不破雷蔵グラフ化・さぐる ジャーナブロガー 検証・解説者/FP  
↑ 学校内でも普通にインターネットは使われる。その危険性をどこで学んでいるのか。(写真:アフロ)

パソコンや携帯電話、とりわけ最近ではスマートフォンを使ってインターネットのサービスを利用する時には、多様な決まりごと、トラブルの回避方法、暗黙の了解的な知識・情報を習得しておく必要がある。それらは知っている人、慣れている人には当たり前の内容だが、知識の無い、経験の浅い人にはとても重要な事柄に他ならない。それらを知らずにインターネットを利用することは、海図を持たずに大海原へ出航するようなものだ。特に経験が浅い子供達には、それらの情報は必要不可欠に違いない。今回は「インターネットを利用する上での危険性に関する子供の学習経験」について、内閣府が2020年4月に報告書を発表した「令和元年度青少年のインターネット利用環境実態調査」(※)の内容を基に確認していく。

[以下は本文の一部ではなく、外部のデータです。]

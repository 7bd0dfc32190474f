#[cfg(test)]
mod parser_tests {
    use pretty_assertions::assert_eq;

    use rox::ast::{Expr, ExprId, Stmt};
    use rox::ast_printer::AstPrinter;
    use rox::error::LoxError;
    use rox::parser::{self, Parser};
    use rox::scanner::scan;

    fn parse_source(source: &str) -> (Vec<Stmt>, Vec<LoxError>) {
        let (tokens, errors) = scan(source);
        assert!(errors.is_empty(), "unexpected scan errors: {:?}", errors);

        parser::parse(tokens)
    }

    fn print(source: &str) -> String {
        let (program, errors) = parse_source(source);
        assert!(errors.is_empty(), "unexpected parse errors: {:?}", errors);

        AstPrinter::print_program(&program)
    }

    fn error_messages(source: &str) -> Vec<String> {
        let (_, errors) = parse_source(source);
        errors.iter().map(|e| e.to_string()).collect()
    }

    #[test]
    fn test_precedence() {
        assert_eq!(print("1 + 2 * 3;"), "(; (+ 1.0 (* 2.0 3.0)))");
        assert_eq!(
            print("-(1 - 2) >= 3 == true;"),
            "(; (== (>= (- (group (- 1.0 2.0))) 3.0) true))"
        );
        assert_eq!(print("!a or b and c;"), "(; (or (! a) (and b c)))");
    }

    #[test]
    fn test_binary_is_left_associative() {
        assert_eq!(print("1 - 2 - 3;"), "(; (- (- 1.0 2.0) 3.0))");
    }

    #[test]
    fn test_assignment_is_right_associative() {
        assert_eq!(print("a = b = 3;"), "(; (= a (= b 3.0)))");
    }

    #[test]
    fn test_conditional() {
        assert_eq!(
            print("print a ? b : c ? d : e;"),
            "(print (?: a b (?: c d e)))"
        );
    }

    #[test]
    fn test_calls_and_properties() {
        assert_eq!(
            print("a.b(1, \"two\").c = nil;"),
            "(; (= (. (call (. a b) 1.0 two) c) nil))"
        );
    }

    #[test]
    fn test_for_desugars_to_while() {
        assert_eq!(
            print("for (var i = 0; i < 3; i = i + 1) print i;"),
            "(block (var i 0.0) (while (< i 3.0) (print i) (= i (+ i 1.0))))"
        );

        // Every clause is optional.
        assert_eq!(print("for (;;) break;"), "(block (while true (break)))");
    }

    #[test]
    fn test_declarations() {
        assert_eq!(
            print("fun add(a, b) { return a + b; }"),
            "(fun add(a b) (return (+ a b)))"
        );
        assert_eq!(
            print("class B < A { init(x) { this.x = x; } get() { return super.get(); } }"),
            "(class B < A (method init(x) (; (= (. this x) x))) (method get() (return (super get))))"
        );
        assert_eq!(
            print("if (a) print 1; else { var b; continue; }"),
            "(if a (print 1.0) (block (var b) (continue)))"
        );
    }

    #[test]
    fn test_dangling_else_binds_to_nearest_if() {
        assert_eq!(
            print("if (a) if (b) print 1; else print 2;"),
            "(if a (if b (print 1.0) (print 2.0)))"
        );
    }

    #[test]
    fn test_parsing_is_deterministic() {
        let source = "var x = 1; { var y = x; fun f() { return y; } }";

        let (first, _) = parse_source(source);
        let (second, _) = parse_source(source);

        assert_eq!(first, second);
    }

    #[test]
    fn test_expression_ids_continue_from_base() {
        let (tokens, _) = scan("a = b;");
        let mut parser = Parser::new(tokens).with_id_base(10);
        let (program, errors) = parser.parse();

        assert!(errors.is_empty());
        assert_eq!(parser.next_id(), 13);

        match &program[0] {
            Stmt::Expression(Expr::Assign { id, value, .. }) => {
                // `a` was first parsed as a variable (id 10), then the value.
                assert_eq!(*id, ExprId(12));
                assert!(matches!(**value, Expr::Variable { id: ExprId(11), .. }));
            }
            other => panic!("Expected assignment, got {:?}", other),
        }
    }

    #[test]
    fn test_missing_semicolon() {
        assert_eq!(
            error_messages("print 1"),
            vec!["[line 1] Error at end: Expected ';' after value."]
        );
    }

    #[test]
    fn test_error_recovery_reports_each_statement() {
        let (program, errors) = parse_source("var = 1;\nprint 2;\nvar 3;\nprint 4;");

        let messages: Vec<String> = errors.iter().map(|e| e.to_string()).collect();
        assert_eq!(
            messages,
            vec![
                "[line 1] Error at '=': Expected variable name.",
                "[line 3] Error at '3': Expected variable name.",
            ]
        );

        // The well-formed statements survive.
        assert_eq!(
            AstPrinter::print_program(&program),
            "(print 2.0)\n(print 4.0)"
        );
    }

    #[test]
    fn test_invalid_assignment_target() {
        let (program, errors) = parse_source("1 + 2 = 3;");

        assert_eq!(program.len(), 1);
        assert_eq!(errors.len(), 1);
        assert_eq!(
            errors[0].to_string(),
            "[line 1] Error at '=': Invalid assignment target."
        );
    }

    #[test]
    fn test_expected_expression() {
        assert_eq!(
            error_messages("print );"),
            vec!["[line 1] Error at ')': Expected expression."]
        );
    }

    #[test]
    fn test_super_requires_method_name() {
        assert_eq!(
            error_messages("super;"),
            vec!["[line 1] Error at ';': Expected '.' after 'super'."]
        );
    }

    #[test]
    fn test_argument_limit() {
        let args: Vec<String> = (0..256).map(|i| i.to_string()).collect();
        let source = format!("f({});", args.join(", "));

        let (program, errors) = parse_source(&source);

        // Reported, but the call still parses.
        assert_eq!(program.len(), 1);
        assert_eq!(errors.len(), 1);
        assert_eq!(errors[0].message(), "Can't have more than 255 arguments.");
    }

    #[test]
    fn test_parameter_limit() {
        let params: Vec<String> = (0..256).map(|i| format!("p{}", i)).collect();
        let source = format!("fun f({}) {{}}", params.join(", "));

        let (_, errors) = parse_source(&source);

        assert_eq!(errors.len(), 1);
        assert_eq!(errors[0].message(), "Can't have more than 255 parameters.");
    }

    #[test]
    fn test_empty_token_list_gets_eof() {
        let (program, errors) = Parser::new(Vec::new()).parse();

        assert!(program.is_empty());
        assert!(errors.is_empty());
    }

    #[test]
    fn test_comma_operator() {
        assert_eq!(
            print("print (1, 2), 3;"),
            "(print (, (group (, 1.0 2.0)) 3.0))"
        );

        // Inside an argument list commas separate arguments.
        assert_eq!(print("f(a, (b, c));"), "(; (call f a (group (, b c))))");
    }

    #[test]
    fn test_index_expressions() {
        assert_eq!(
            print("a[0][i + 1].b;"),
            "(; (. (index (index a 0.0) (+ i 1.0)) b))"
        );
        assert_eq!(
            error_messages("a[0;"),
            vec!["[line 1] Error at ';': Expected ']' after array index."]
        );
    }

    #[test]
    fn test_nesting_limit() {
        let nested = |depth: usize| {
            format!("print {}1{};", "(".repeat(depth), ")".repeat(depth))
        };

        let (program, errors) = parse_source(&nested(100));
        assert!(errors.is_empty());
        assert_eq!(program.len(), 1);

        let (program, errors) = parse_source(&nested(300));
        assert!(program.is_empty());
        assert_eq!(errors.len(), 1);
        assert_eq!(errors[0].message(), "Nesting too deep.");
    }

    #[test]
    fn test_nested_blocks_report_once() {
        let source = format!("{}{}", "{".repeat(300), "}".repeat(300));

        let (_, errors) = parse_source(&source);

        assert_eq!(errors.len(), 1);
        assert_eq!(errors[0].message(), "Nesting too deep.");
    }
}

インターネットを介した子供の被害を少しでも減らすには、該当者となりうる子供への教育・啓蒙が欠かせない。そこで子供達に、これまで有害サイトやネットいじめの問題など、インターネット上で発生しうる危険について、説明を受けたり学んだりしたことがあるかを聞いた結果が次のグラフ。「学校などで教えてもらった」との事例がもっとも多く、8割台を占めている。学校が教育機関としての面目を保った形。

なお2018年以降は2017年までと質問の仕方が多少変更されており、厳密には連続性は無い。一部選択肢でイレギュラー的な変動が生じているのは、それが原因と思われる。

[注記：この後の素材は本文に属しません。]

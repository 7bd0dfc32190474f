use crate::ast::{Expr, FunctionDecl, LiteralValue, Stmt};
use crate::stack::ensure_sufficient_stack;

/// Converts expressions and statements to the Crafting‑Interpreters
/// parenthesised prefix form.
pub struct AstPrinter;

impl AstPrinter {
    pub fn print(expr: &Expr) -> String {
        ensure_sufficient_stack(|| Self::print_expr(expr))
    }

    fn print_expr(expr: &Expr) -> String {
        match expr {
            // ── literals ────────────────────────────────────────────────
            Expr::Literal(lit) => match lit {
                LiteralValue::True => "true".into(),

                LiteralValue::False => "false".into(),

                LiteralValue::Nil => "nil".into(),

                LiteralValue::Str(s) => s.clone(),

                LiteralValue::Number(n) => {
                    if n.fract() == 0.0 {
                        // 3 → 3.0
                        format!("{:.1}", n)
                    } else {
                        n.to_string()
                    }
                }
            },

            // ── grouping ────────────────────────────────────────────────
            Expr::Grouping(inner) => format!("(group {})", Self::print(inner)),

            // ── unary operator ──────────────────────────────────────────
            Expr::Unary { operator, right } => {
                format!("({} {})", operator.lexeme, Self::print(right))
            }

            // ── binary / logical operator ───────────────────────────────
            Expr::Binary {
                left,
                operator,
                right,
            }
            | Expr::Logical {
                left,
                operator,
                right,
            } => format!(
                "({} {} {})",
                operator.lexeme,
                Self::print(left),
                Self::print(right)
            ),

            Expr::Conditional {
                condition,
                then_branch,
                else_branch,
            } => format!(
                "(?: {} {} {})",
                Self::print(condition),
                Self::print(then_branch),
                Self::print(else_branch)
            ),

            // ── variables / properties / calls ─────────────────────────
            Expr::Variable { name, .. } => name.lexeme.clone(),

            Expr::Assign { name, value, .. } => {
                format!("(= {} {})", name.lexeme, Self::print(value))
            }

            Expr::Call {
                callee, arguments, ..
            } => {
                let mut s = format!("(call {}", Self::print(callee));
                for arg in arguments {
                    s.push(' ');
                    s.push_str(&Self::print(arg));
                }
                s.push(')');
                s
            }

            Expr::Get { object, name } => format!("(. {} {})", Self::print(object), name.lexeme),

            Expr::Index { object, index, .. } => {
                format!("(index {} {})", Self::print(object), Self::print(index))
            }

            Expr::Set {
                object,
                name,
                value,
            } => format!(
                "(= (. {} {}) {})",
                Self::print(object),
                name.lexeme,
                Self::print(value)
            ),

            Expr::This { .. } => "this".into(),

            Expr::Super { method, .. } => format!("(super {})", method.lexeme),
        }
    }

    /// Render a statement, recursing into nested blocks.
    pub fn print_stmt(stmt: &Stmt) -> String {
        ensure_sufficient_stack(|| Self::print_stmt_inner(stmt))
    }

    fn print_stmt_inner(stmt: &Stmt) -> String {
        match stmt {
            Stmt::Expression(expr) => format!("(; {})", Self::print(expr)),

            Stmt::Print(expr) => format!("(print {})", Self::print(expr)),

            Stmt::Var { name, initializer } => match initializer {
                Some(init) => format!("(var {} {})", name.lexeme, Self::print(init)),
                None => format!("(var {})", name.lexeme),
            },

            Stmt::Block(statements) => Self::join("(block", statements),

            Stmt::If {
                condition,
                then_branch,
                else_branch,
            } => match else_branch {
                Some(else_branch) => format!(
                    "(if {} {} {})",
                    Self::print(condition),
                    Self::print_stmt(then_branch),
                    Self::print_stmt(else_branch)
                ),
                None => format!(
                    "(if {} {})",
                    Self::print(condition),
                    Self::print_stmt(then_branch)
                ),
            },

            Stmt::While {
                condition,
                body,
                increment,
            } => match increment {
                Some(inc) => format!(
                    "(while {} {} {})",
                    Self::print(condition),
                    Self::print_stmt(body),
                    Self::print(inc)
                ),
                None => format!(
                    "(while {} {})",
                    Self::print(condition),
                    Self::print_stmt(body)
                ),
            },

            Stmt::Function(decl) => Self::function("fun", decl),

            Stmt::Return { value, .. } => match value {
                Some(value) => format!("(return {})", Self::print(value)),
                None => "(return)".into(),
            },

            Stmt::Break { .. } => "(break)".into(),

            Stmt::Continue { .. } => "(continue)".into(),

            Stmt::Class {
                name,
                superclass,
                methods,
            } => {
                let mut s = format!("(class {}", name.lexeme);
                if let Some(superclass) = superclass {
                    s.push_str(&format!(" < {}", Self::print(superclass)));
                }
                for method in methods {
                    s.push(' ');
                    s.push_str(&Self::function("method", method));
                }
                s.push(')');
                s
            }
        }
    }

    /// Render a whole program, one statement per line.
    pub fn print_program(statements: &[Stmt]) -> String {
        statements
            .iter()
            .map(Self::print_stmt)
            .collect::<Vec<_>>()
            .join("\n")
    }

    fn function(keyword: &str, decl: &FunctionDecl) -> String {
        let params: Vec<&str> = decl.params.iter().map(|p| p.lexeme.as_str()).collect();
        let head = format!("({} {}({})", keyword, decl.name.lexeme, params.join(" "));
        Self::join(&head, &decl.body)
    }

    fn join(head: &str, statements: &[Stmt]) -> String {
        let mut s = head.to_string();
        for stmt in statements {
            s.push(' ');
            s.push_str(&Self::print_stmt(stmt));
        }
        s.push(')');
        s
    }
}
//! Module `scanner` implements a one‑pass, streaming lexer for the Lox language.
//!
//! It transforms a source string into a sequence of [`Token`]s, skipping whitespace
//! and comments, and emitting exactly one `EOF` token at the end. Designed as a `FusedIterator`,
//! it can be chained safely with other iterator adapters.
//!
//! # Public API
//!
//! - `Scanner::new(src: &'a str) -> Scanner<'a>`
//!   Create a new lexer over the input buffer.
//!
//! - `impl Iterator for Scanner<'a>`
//!   Yields `Result<Token, LoxError>` on each `.next()`, where `Ok(token)` is a scanned token
//!   and `Err` reports a lexing error with line information.
//!
//! - `scan(src) -> (Vec<Token>, Vec<LoxError>)`
//!   Drains a scanner, splitting tokens from diagnostics.
//!
//! # Token Recognition
//!
//! - Single‑character tokens: `(`, `)`, `{`, `}`, `,`, `.`, `-`, `+`, `;`, `*`, `?`, `:`.
//! - Two‑character operators: `!=`, `==`, `<=`, `>=`.
//! - String literals: `"` … `"`, allowing multi‑line and reporting unterminated errors.
//! - Numeric literals: integer and optional fractional part.
//! - Identifiers/keywords: alphanumeric/_ sequences, resolved via a perfect‑hash `KEYWORDS` map.
//! - Comments: `//` to end of line, and nestable `/* … */` blocks.
//! - Errors: any unexpected character yields `LoxError::lex(..)`; scanning resumes
//!   right after it.
//!
//! # Example
//!
//! ```rust
//! use rox::scanner::Scanner;
//!
//! let source = "print 123; // example";
//! for result in Scanner::new(source) {
//!     match result {
//!         Ok(token) => println!("{}", token),
//!         Err(err) => eprintln!("Lex error: {}", err),
//!     }
//! }
//! ```

use crate::error::{LoxError, Result};
use crate::token::{Token, TokenType};
use log::{debug, info};
use memchr::memchr;
use phf::phf_map;
use std::iter::FusedIterator;

// ─────────────────────────────────────────────────────────────────────────────
// Static keyword map (compile‑time perfect hash)
// ─────────────────────────────────────────────────────────────────────────────

static KEYWORDS: phf::Map<&'static [u8], TokenType> = phf_map! {
    b"and"      => TokenType::AND,
    b"break"    => TokenType::BREAK,
    b"class"    => TokenType::CLASS,
    b"continue" => TokenType::CONTINUE,
    b"else"     => TokenType::ELSE,
    b"false"    => TokenType::FALSE,
    b"fun"      => TokenType::FUN,
    b"for"      => TokenType::FOR,
    b"if"       => TokenType::IF,
    b"nil"      => TokenType::NIL,
    b"or"       => TokenType::OR,
    b"print"    => TokenType::PRINT,
    b"return"   => TokenType::RETURN,
    b"super"    => TokenType::SUPER,
    b"this"     => TokenType::THIS,
    b"true"     => TokenType::TRUE,
    b"var"      => TokenType::VAR,
    b"while"    => TokenType::WHILE,
};

/// A single pass **scanner / lexer** that converts source text into a
/// sequence of [`Token`]s.
pub struct Scanner<'a> {
    text: &'a str,              // entire source, used for char-boundary slicing
    src: &'a [u8],              // same source viewed as bytes
    start: usize,               // index of the *first* byte of the current lexeme
    curr: usize,                // index *one past* the last byte examined
    line: usize,                // 1‑based line counter (\n increments)
    line_start: usize,          // byte index where the current line begins
    start_line: usize,          // line of the current lexeme's first byte
    start_column: usize,        // column of the current lexeme's first byte
    pending: Option<TokenType>, // recognised token kind waiting to be emitted
}

impl<'a> Scanner<'a> {
    /// Create a new lexer over `src`.
    #[inline]
    pub fn new(src: &'a str) -> Self {
        info!("Scanner created over {} bytes", src.len());

        Self {
            text: src,
            src: src.as_bytes(),
            start: 0,
            curr: 0,
            line: 1,
            line_start: 0,
            start_line: 1,
            start_column: 1,
            pending: None,
        }
    }

    // ───────────────────────────── primitive helpers ────────────────────────

    /// Return the length of the input slice.
    #[inline(always)]
    const fn len(&self) -> usize {
        self.src.len()
    }

    /// Are we at (or past) the end of input?
    #[inline(always)]
    fn is_at_end(&self) -> bool {
        self.curr >= self.len()
    }

    /// Advance one byte and return it.  Callers always guard with
    /// [`Self::is_at_end`].
    #[inline(always)]
    fn advance(&mut self) -> u8 {
        let b = self.src[self.curr];
        self.curr += 1;

        if b == b'\n' {
            self.line += 1;
            self.line_start = self.curr;
        }

        b
    }

    /// Peek at the current byte without consuming it.  Returns `0` if past EOF
    /// to avoid branching at call‑site.
    #[inline(always)]
    fn peek(&self) -> u8 {
        if self.is_at_end() {
            0
        } else {
            self.src[self.curr]
        }
    }

    /// Peek one byte beyond [`Self::peek`].  Safe at EOF.
    #[inline(always)]
    fn peek_next(&self) -> u8 {
        if self.curr + 1 >= self.len() {
            0
        } else {
            self.src[self.curr + 1]
        }
    }

    /// Conditionally consume a byte **iff** it matches `expected`.
    #[inline(always)]
    fn match_byte(&mut self, expected: u8) -> bool {
        if !self.is_at_end() && self.peek() == expected {
            self.advance();
            true
        } else {
            false
        }
    }

    /// Pick `with_equal` when the next byte is `=`, otherwise `single`.
    #[inline(always)]
    fn either(&mut self, with_equal: TokenType, single: TokenType) -> TokenType {
        if self.match_byte(b'=') {
            with_equal
        } else {
            single
        }
    }

    // ───────────────────────────── core lexing ─────────────────────────────

    /// Scan a *single* token starting at `self.curr`.  If the lexeme produces an
    /// actual token the kind is stored in `self.pending`.  Whitespace and
    /// comments are skipped by returning `Ok(())` with `pending = None`.
    fn scan_token(&mut self) -> Result<()> {
        let b = self.advance();

        let tt = match b {
            // ── single‑character punctuators ──────────────────────────────
            b'(' => TokenType::LEFT_PAREN,
            b')' => TokenType::RIGHT_PAREN,
            b'{' => TokenType::LEFT_BRACE,
            b'}' => TokenType::RIGHT_BRACE,
            b'[' => TokenType::LEFT_SQUARE,
            b']' => TokenType::RIGHT_SQUARE,
            b',' => TokenType::COMMA,
            b'.' => TokenType::DOT,
            b'-' => TokenType::MINUS,
            b'+' => TokenType::PLUS,
            b';' => TokenType::SEMICOLON,
            b'*' => TokenType::STAR,
            b'?' => TokenType::QUESTION,
            b':' => TokenType::COLON,

            // ── two‑character operators (!=, ==, <=, >=) ─────────────────
            b'!' => self.either(TokenType::BANG_EQUAL, TokenType::BANG),
            b'=' => self.either(TokenType::EQUAL_EQUAL, TokenType::EQUAL),
            b'<' => self.either(TokenType::LESS_EQUAL, TokenType::LESS),
            b'>' => self.either(TokenType::GREATER_EQUAL, TokenType::GREATER),

            // ── whitespace / newline (line tracking lives in `advance`) ──
            b' ' | b'\r' | b'\t' | b'\n' => return Ok(()),

            // ── comments ─────────────────────────────────────────────────
            b'/' => {
                if self.match_byte(b'/') {
                    // Fast‑forward to the next newline; the newline itself is
                    // consumed by the following call so the line counter moves.
                    match memchr(b'\n', &self.src[self.curr..]) {
                        Some(pos) => self.curr += pos,
                        None => self.curr = self.len(),
                    }

                    return Ok(());
                }

                if self.match_byte(b'*') {
                    return self.skip_block_comment();
                }

                TokenType::SLASH
            }

            // ── string literal " … " ─────────────────────────────────────
            b'"' => return self.parse_string(),

            // ── number literal (digit‑leading) ───────────────────────────
            b'0'..=b'9' => self.parse_number(),

            // ── identifiers / keywords (alpha or underscore‑leading) ─────
            b'a'..=b'z' | b'A'..=b'Z' | b'_' => self.parse_identifier(),

            // ── unexpected character ─────────────────────────────────────
            _ => {
                // Skip the whole (possibly multi-byte) character.
                let ch = self.text[self.start..].chars().next().unwrap_or('\u{FFFD}');
                self.curr = self.start + ch.len_utf8();

                return Err(LoxError::lex(
                    self.start_line,
                    self.start_column,
                    format!("Unexpected character: {}", ch),
                ));
            }
        };

        self.pending = Some(tt);

        Ok(())
    }

    /// Skip a `/* … */` comment.  Comments nest, so `/* a /* b */ c */` is a
    /// single comment.
    fn skip_block_comment(&mut self) -> Result<()> {
        let mut depth: usize = 1;

        while depth > 0 && !self.is_at_end() {
            match self.advance() {
                b'/' if self.match_byte(b'*') => depth += 1,
                b'*' if self.match_byte(b'/') => depth -= 1,
                _ => {}
            }
        }

        if depth > 0 {
            return Err(LoxError::lex(
                self.start_line,
                self.start_column,
                "Unterminated block comment.",
            ));
        }

        Ok(())
    }

    /// Parse a double‑quoted string literal.
    ///
    /// * `self.start` still points to the opening `"`.
    /// * When we return, `self.curr` points **past** the closing `"`.
    fn parse_string(&mut self) -> Result<()> {
        while !self.is_at_end() && self.peek() != b'"' {
            self.advance(); // multi‑line strings are allowed in Lox
        }

        if self.is_at_end() {
            return Err(LoxError::lex(
                self.start_line,
                self.start_column,
                "Unterminated string.",
            ));
        }

        self.advance(); // consume closing quote

        // Both quotes are ASCII, so these indices sit on char boundaries.
        let s: &str = &self.text[self.start + 1..self.curr - 1];

        self.pending = Some(TokenType::STRING(s.to_owned()));

        Ok(())
    }

    /// Parse a numeric literal (`123`, `3.14`).  Fractions are optional.
    fn parse_number(&mut self) -> TokenType {
        while self.peek().is_ascii_digit() {
            self.advance();
        }

        // Optional fractional part.
        if self.peek() == b'.' && self.peek_next().is_ascii_digit() {
            self.advance(); // consume "."

            while self.peek().is_ascii_digit() {
                self.advance();
            }
        }

        let s: &str = &self.text[self.start..self.curr];
        let n: f64 = s.parse::<f64>().unwrap_or(0.0); // only digits and one '.'

        TokenType::NUMBER(n)
    }

    /// Parse an identifier and decide if it is a **keyword** or a generic
    /// `IDENTIFIER` token.
    fn parse_identifier(&mut self) -> TokenType {
        while {
            let c: u8 = self.peek();
            c.is_ascii_alphanumeric() || c == b'_'
        } {
            self.advance();
        }

        let slice: &[u8] = &self.src[self.start..self.curr];

        KEYWORDS
            .get(slice)
            .cloned()
            .unwrap_or(TokenType::IDENTIFIER)
    }

    /// Remember where the lexeme about to be scanned begins.
    #[inline(always)]
    fn mark_start(&mut self) {
        self.start = self.curr;
        self.start_line = self.line;
        // Columns count characters, so skip UTF-8 continuation bytes.
        self.start_column = self.src[self.line_start..self.curr]
            .iter()
            .filter(|&&b| (b as i8) >= -0x40)
            .count()
            + 1;
    }
}

// ───────────────────────── Iterator implementation ─────────────────────────

impl<'a> Iterator for Scanner<'a> {
    type Item = Result<Token>; // alias = Result<T, LoxError>

    fn next(&mut self) -> Option<Self::Item> {
        // Loop until we either emit a token, hit EOF, or see an error.
        while self.curr <= self.len() {
            // 1. EOF guard – emit exactly one EOF then terminate.
            if self.curr == self.len() {
                self.mark_start();
                self.curr += 1; // ensure fused semantics
                return Some(Ok(Token::new(
                    TokenType::EOF,
                    "",
                    self.line,
                    self.start_column,
                )));
            }

            // 2. Reset per‑token state.
            self.mark_start();
            self.pending = None;

            // 3. Attempt to scan a token.
            if let Err(e) = self.scan_token() {
                return Some(Err(e));
            }

            // 4. If a real token was recognised, build and return it.
            if let Some(tt) = self.pending.take() {
                let lex: &str = &self.text[self.start..self.curr];
                debug!("Scanned token ({:?}) on line {}", tt, self.start_line);

                return Some(Ok(Token::new(
                    tt,
                    lex,
                    self.start_line,
                    self.start_column,
                )));
            }
            // Otherwise it was whitespace / comment → continue loop.
        }

        None // already yielded EOF
    }
}

impl<'a> FusedIterator for Scanner<'a> {}

/// Scan all of `source`, collecting tokens and errors separately.  The token
/// list always ends with a single `EOF`.
pub fn scan(source: &str) -> (Vec<Token>, Vec<LoxError>) {
    let mut tokens = Vec::new();
    let mut errors = Vec::new();

    for result in Scanner::new(source) {
        match result {
            Ok(token) => tokens.push(token),
            Err(e) => errors.push(e),
        }
    }

    info!(
        "Scanned {} token(s) with {} error(s)",
        tokens.len(),
        errors.len()
    );

    (tokens, errors)
}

↑ 有害サイトやネットいじめの問題などインターネットの危険性について、これまで説明を受けたり学んだりしたことがあるか(複数回答、全体比)(2019年)
↑ 有害サイトやネットいじめの問題などインターネットの危険性について、これまで説明を受けたり学んだりしたことがあるか(複数回答、全体比)(2019年)
↑ 有害サイトやネットいじめの問題などインターネットの危険性について、これまで説明を受けたり学んだりしたことがあるか(複数回答、全体比)
↑ 有害サイトやネットいじめの問題などインターネットの危険性について、これまで説明を受けたり学んだりしたことがあるか(複数回答、全体比)

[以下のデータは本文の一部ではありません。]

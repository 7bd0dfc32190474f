/*!
Recursive‑descent parser for Lox.

Time & Space Complexity
=======================

* **n** = number of tokens (including the sole EOF).

Each token is consumed once via `advance()`; error recovery (`synchronize`)
discards tokens up to the next statement boundary.  **Overall:** **Θ(n)**
time, O(n) space for the AST.  Call‑stack depth grows with syntactic nesting,
which is capped at [`MAX_NESTING`]; deeper input is rejected with a single
syntax error and the rest of the tokens are abandoned.

### Logging Policy

| Location                     | Level  | Purpose                                   |
|------------------------------|--------|-------------------------------------------|
| `Parser::new`, `parse`       | `info` | Lifecycle milestones.                     |
| `declaration`, `statement`   | `debug`| High‑level descent into grammar branches. |
| Error paths (`error`)        | `debug`| Context before recording a diagnostic.    |

--------------------------------------------------------------------------------
Grammar (EBNF)
--------------

```text
program        → declaration* EOF ;
declaration    → classDecl | funDecl | varDecl | statement ;
classDecl      → "class" IDENT ( "<" IDENT )? "{" function* "}" ;
funDecl        → "fun" function ;
function       → IDENT "(" parameters? ")" block ;
varDecl        → "var" IDENT ( "=" expression )? ";" ;
statement      → exprStmt | forStmt | ifStmt | printStmt | returnStmt
               | whileStmt | breakStmt | continueStmt | block ;
forStmt        → "for" "(" ( varDecl | exprStmt | ";" )
                 expression? ";" expression? ")" statement ;
returnStmt     → "return" expression? ";" ;
breakStmt      → "break" ";" ;
continueStmt   → "continue" ";" ;
block          → "{" declaration* "}" ;
expression     → comma ;
comma          → assignment ( "," assignment )* ;
assignment     → ( call "." )? IDENT "=" assignment | conditional ;
conditional    → logic_or ( "?" expression ":" conditional )? ;
logic_or       → logic_and ( "or" logic_and )* ;
logic_and      → equality  ( "and" equality )* ;
equality       → comparison ( ( "!=" | "==" ) comparison )* ;
comparison     → term ( ( ">" | ">=" | "<" | "<=" ) term )* ;
term           → factor ( ( "-" | "+" ) factor )* ;
factor         → unary ( ( "/" | "*" ) unary )* ;
unary          → ( "!" | "-" ) unary | call ;
call           → primary ( "(" arguments? ")" | "." IDENT | "[" expression "]" )* ;
arguments      → assignment ( "," assignment )* ;
primary        → NUMBER | STRING | "true" | "false" | "nil" | "this"
               | IDENT | "(" expression ")" | "super" "." IDENT ;
```

`for` loops are desugared into a `While` (carrying the increment clause)
wrapped in a `Block` that holds the initializer.
*/

use std::rc::Rc;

次いで多いのは親などの保護者から教えてもらった事例で、これが3割近く。テレビや本などの媒体経由、インターネット、友人経由が続く。

経年推移を見ると、携帯電話契約時の説明(特にフィルタリング関連)の促進が行われていることもあり、「機器購入時に店員に教えてもらった」とする回答率が少しずつ増えていた。しかし2015年以降は減少を示しており、残念な形となっている。

他方「学校などで教えてもらった」「保護者から教えてもらった」は増加を示しており、関係界隈における啓蒙活動の促進が成されていることが分かる(2018年で大きな減少を示しているのは上記の通り、質問方法の変更によるものだろう)。スマートフォンの普及に留まらず、携帯ゲーム機など多様な機器でインターネットへのアクセスが容易になったことから、子供を見守る立場の大人たちが一体となって鋭意努力を重ねていることがうかがえる。

「保護者から教えてもらった」は直近では29.6%。見方を変えれば約7割の子供は保護者からネットマナー・リスクについて教えてもらっていないことになる。詳細データを確認すると、照れなどもあるのだろうが、子供の年齢が高くなるに連れて保護者から教わる率は低下する傾向がある(小学生38.4%、中学生29.1%、高校生20.6%)。もう少し、保護者側の積極的な教育啓蒙姿勢をお願いしたいところだ。

もっとも教えさとす場合には、まず保護者自身が十分な情報知識を得る必要がある。しかしながら現状は次の通りとなっている。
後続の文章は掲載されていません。